Prof Ley lines up another
major prize
SCI Messel Medal winner
Prof Steven V Ley
Steven
V Ley, BP (1702)*, Professor of Organic Chemistry at Cambridge
University, was awarded SCIs Messel Medal and gave an
acceptance address entitled Evolution or Revolution:
The Challenge to Todays Synthesis Chemist during
the Annual Meeting Day on 7 July 2004 at SCIs London Headquarters.
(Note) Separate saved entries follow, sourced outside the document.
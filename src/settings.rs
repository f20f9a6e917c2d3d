//! Endpoint and module-service configuration.
//!
//! Defaults point at the public ProcessWire repository and module directory.
//! A `wirefetch.toml` file may override any field, and a small set of
//! environment variables override the file.
//!
//! ```toml
//! [endpoints]
//! archive_urls = ["https://github.com/processwire/processwire/archive/{branch}.zip"]
//! lookup_timeout_ms = 4500
//!
//! [module_service]
//! url = "https://modules.processwire.com/export-json/"
//! key = "pw300"
//! ```

use camino::{Utf8Path, Utf8PathBuf};
use serde::{Deserialize, Serialize};
use std::time::Duration;
use thiserror::Error;

/// Placeholder substituted with a branch name or commit identifier.
pub const BRANCH_PLACEHOLDER: &str = "{branch}";

/// Environment variable overriding [`ModuleServiceSettings::url`].
pub const ENV_MODULE_SERVICE_URL: &str = "WIREFETCH_MODULE_SERVICE_URL";
/// Environment variable overriding [`ModuleServiceSettings::key`].
pub const ENV_MODULE_SERVICE_KEY: &str = "WIREFETCH_MODULE_SERVICE_KEY";
/// Environment variable overriding [`Endpoints::lookup_timeout_ms`].
pub const ENV_LOOKUP_TIMEOUT_MS: &str = "WIREFETCH_LOOKUP_TIMEOUT_MS";

const DEFAULT_LOOKUP_TIMEOUT_MS: u64 = 4500;

/// Remote locations of the release repository.
#[derive(Debug, Clone, PartialEq, Eq, Serialize, Deserialize)]
#[serde(default)]
pub struct Endpoints {
    /// JSON listing of branches (`[{"name": …}, …]`).
    pub branches_url: String,
    /// Version descriptor template containing [`BRANCH_PLACEHOLDER`].
    pub version_url: String,
    /// Candidate archive URL templates; the smallest format wins.
    pub archive_urls: Vec<String>,
    /// Path, relative to a project, whose presence marks a finished install.
    pub installed_marker: String,
    /// Timeout for metadata lookups, in milliseconds.
    pub lookup_timeout_ms: u64,
}

impl Default for Endpoints {
    fn default() -> Self {
        Self {
            branches_url: "https://api.github.com/repos/processwire/processwire/branches"
                .to_owned(),
            version_url: "https://raw.githubusercontent.com/processwire/processwire/{branch}/wire/core/ProcessWire.php"
                .to_owned(),
            archive_urls: vec![
                "https://github.com/processwire/processwire/archive/{branch}.zip".to_owned(),
            ],
            installed_marker: "site/install".to_owned(),
            lookup_timeout_ms: DEFAULT_LOOKUP_TIMEOUT_MS,
        }
    }
}

impl Endpoints {
    /// Timeout applied to branch listings, probes, and pre-flight checks.
    #[must_use]
    pub const fn lookup_timeout(&self) -> Duration {
        Duration::from_millis(self.lookup_timeout_ms)
    }

    /// Version descriptor URL for `identifier`.
    #[must_use]
    pub fn version_url_for(&self, identifier: &str) -> String {
        substitute(&self.version_url, identifier)
    }

    /// Candidate archive URLs for `identifier`, in configured order.
    #[must_use]
    pub fn archive_urls_for(&self, identifier: &str) -> Vec<String> {
        self.archive_urls
            .iter()
            .map(|template| substitute(template, identifier))
            .collect()
    }
}

/// Replace [`BRANCH_PLACEHOLDER`] in `template` with `identifier`.
///
/// # Examples
///
/// ```
/// use wirefetch::settings::substitute;
///
/// assert_eq!(substitute("https://x.test/{branch}.zip", "dev"), "https://x.test/dev.zip");
/// ```
#[must_use]
pub fn substitute(template: &str, identifier: &str) -> String {
    template.replace(BRANCH_PLACEHOLDER, identifier)
}

/// Location and credentials of the remote module catalog.
#[derive(Debug, Clone, PartialEq, Eq, Serialize, Deserialize)]
#[serde(default)]
pub struct ModuleServiceSettings {
    /// Base URL of the JSON export service.
    pub url: String,
    /// API key sent as the `apikey` query parameter.
    pub key: String,
}

impl Default for ModuleServiceSettings {
    fn default() -> Self {
        Self {
            url: "https://modules.processwire.com/export-json/".to_owned(),
            key: "pw300".to_owned(),
        }
    }
}

/// Complete runtime configuration.
#[derive(Debug, Clone, Default, PartialEq, Eq, Serialize, Deserialize)]
#[serde(default)]
pub struct Settings {
    /// Release repository endpoints.
    pub endpoints: Endpoints,
    /// Module catalog service.
    pub module_service: ModuleServiceSettings,
}

/// Errors raised while loading configuration.
#[derive(Debug, Error)]
pub enum SettingsError {
    /// The configuration file could not be read.
    #[error("failed to read configuration {path}: {source}")]
    Read {
        /// Path of the configuration file.
        path: Utf8PathBuf,
        /// Underlying I/O error.
        #[source]
        source: std::io::Error,
    },

    /// The configuration file is not valid TOML for [`Settings`].
    #[error("invalid configuration {path}: {reason}")]
    Parse {
        /// Path of the configuration file.
        path: Utf8PathBuf,
        /// Parser message.
        reason: String,
    },

    /// An environment override holds an unusable value.
    #[error("invalid value `{value}` for {variable}")]
    InvalidOverride {
        /// Variable name.
        variable: &'static str,
        /// The rejected value.
        value: String,
    },
}

impl SettingsError {
    /// The configuration source the error refers to.
    #[must_use]
    pub fn path(&self) -> &str {
        match self {
            Self::Read { path, .. } | Self::Parse { path, .. } => path.as_str(),
            Self::InvalidOverride { variable, .. } => variable,
        }
    }
}

impl Settings {
    /// Parse settings from TOML text; `origin` is used in error messages.
    ///
    /// # Errors
    ///
    /// Returns [`SettingsError::Parse`] when the text is not valid.
    pub fn from_toml_str(text: &str, origin: &Utf8Path) -> Result<Self, SettingsError> {
        toml::from_str(text).map_err(|err| SettingsError::Parse {
            path: origin.to_owned(),
            reason: err.message().to_owned(),
        })
    }

    /// Load settings from `path`, falling back to defaults when the file is
    /// absent.
    ///
    /// # Errors
    ///
    /// Returns [`SettingsError`] when the file exists but cannot be read or
    /// parsed.
    pub fn load(path: &Utf8Path) -> Result<Self, SettingsError> {
        match std::fs::read_to_string(path) {
            Ok(text) => Self::from_toml_str(&text, path),
            Err(err) if err.kind() == std::io::ErrorKind::NotFound => {
                log::debug!("no configuration at {path}; using defaults");
                Ok(Self::default())
            }
            Err(source) => Err(SettingsError::Read {
                path: path.to_owned(),
                source,
            }),
        }
    }

    /// Apply environment overrides read through `lookup`.
    ///
    /// # Errors
    ///
    /// Returns [`SettingsError::InvalidOverride`] when the timeout override
    /// is not a positive integer.
    pub fn apply_overrides<F>(&mut self, lookup: F) -> Result<(), SettingsError>
    where
        F: Fn(&str) -> Option<String>,
    {
        if let Some(url) = lookup(ENV_MODULE_SERVICE_URL) {
            self.module_service.url = url;
        }
        if let Some(key) = lookup(ENV_MODULE_SERVICE_KEY) {
            self.module_service.key = key;
        }
        if let Some(raw) = lookup(ENV_LOOKUP_TIMEOUT_MS) {
            self.endpoints.lookup_timeout_ms = raw
                .trim()
                .parse::<u64>()
                .ok()
                .filter(|millis| *millis > 0)
                .ok_or(SettingsError::InvalidOverride {
                    variable: ENV_LOOKUP_TIMEOUT_MS,
                    value: raw,
                })?;
        }
        Ok(())
    }

    /// Apply overrides from the process environment.
    ///
    /// # Errors
    ///
    /// See [`Settings::apply_overrides`].
    pub fn apply_env(&mut self) -> Result<(), SettingsError> {
        self.apply_overrides(|name| std::env::var(name).ok())
    }
}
The Messel Medal is given to someone of high international
distinction in the fields of science, literature, industry
or public affairs every two years. Prof Leys research
involves the discovery and development of new synthetic methods
and their application to biologically active systems. His
group has published extensively on the synthesis of natural
products and, to date, more than 100 target compounds have
been synthesised and over 530 papers published. The group
is developing new strategies for combinatorial chemistry using
polymer-supported reagents.
Prof Ley studied for his PhD at Loughborough University,
UK, and then carried out post-doctoral work in the US at Ohio
State University. In 1974 he returned to the UK to continue
post-doctoral studies at Imperial College, London, UK, with
Sir Derek Barton. He was appointed to the staff at Imperial
College in 1975, made Professor in 1983 and then Head of Department
in 1989, before moving to Cambridge in 1992. He has been awarded
26 major international prizes.
Prof Ley sits on many national and international boards,
among which are the UK Chemistry Leadership Council and the
EPSRC International Review of Chemistry. He is presently the
Chairman of the Novartis Foundation Executive Committee and
is a past President of the Royal Society of Chemistry.
* The chair that Prof Ley holds was first formed in 1702
and is one of the earliest professorships to be set up in
the UK. BP endowed it a few years before Prof Ley went to
Cambridge hence BP (1702) is added to his title.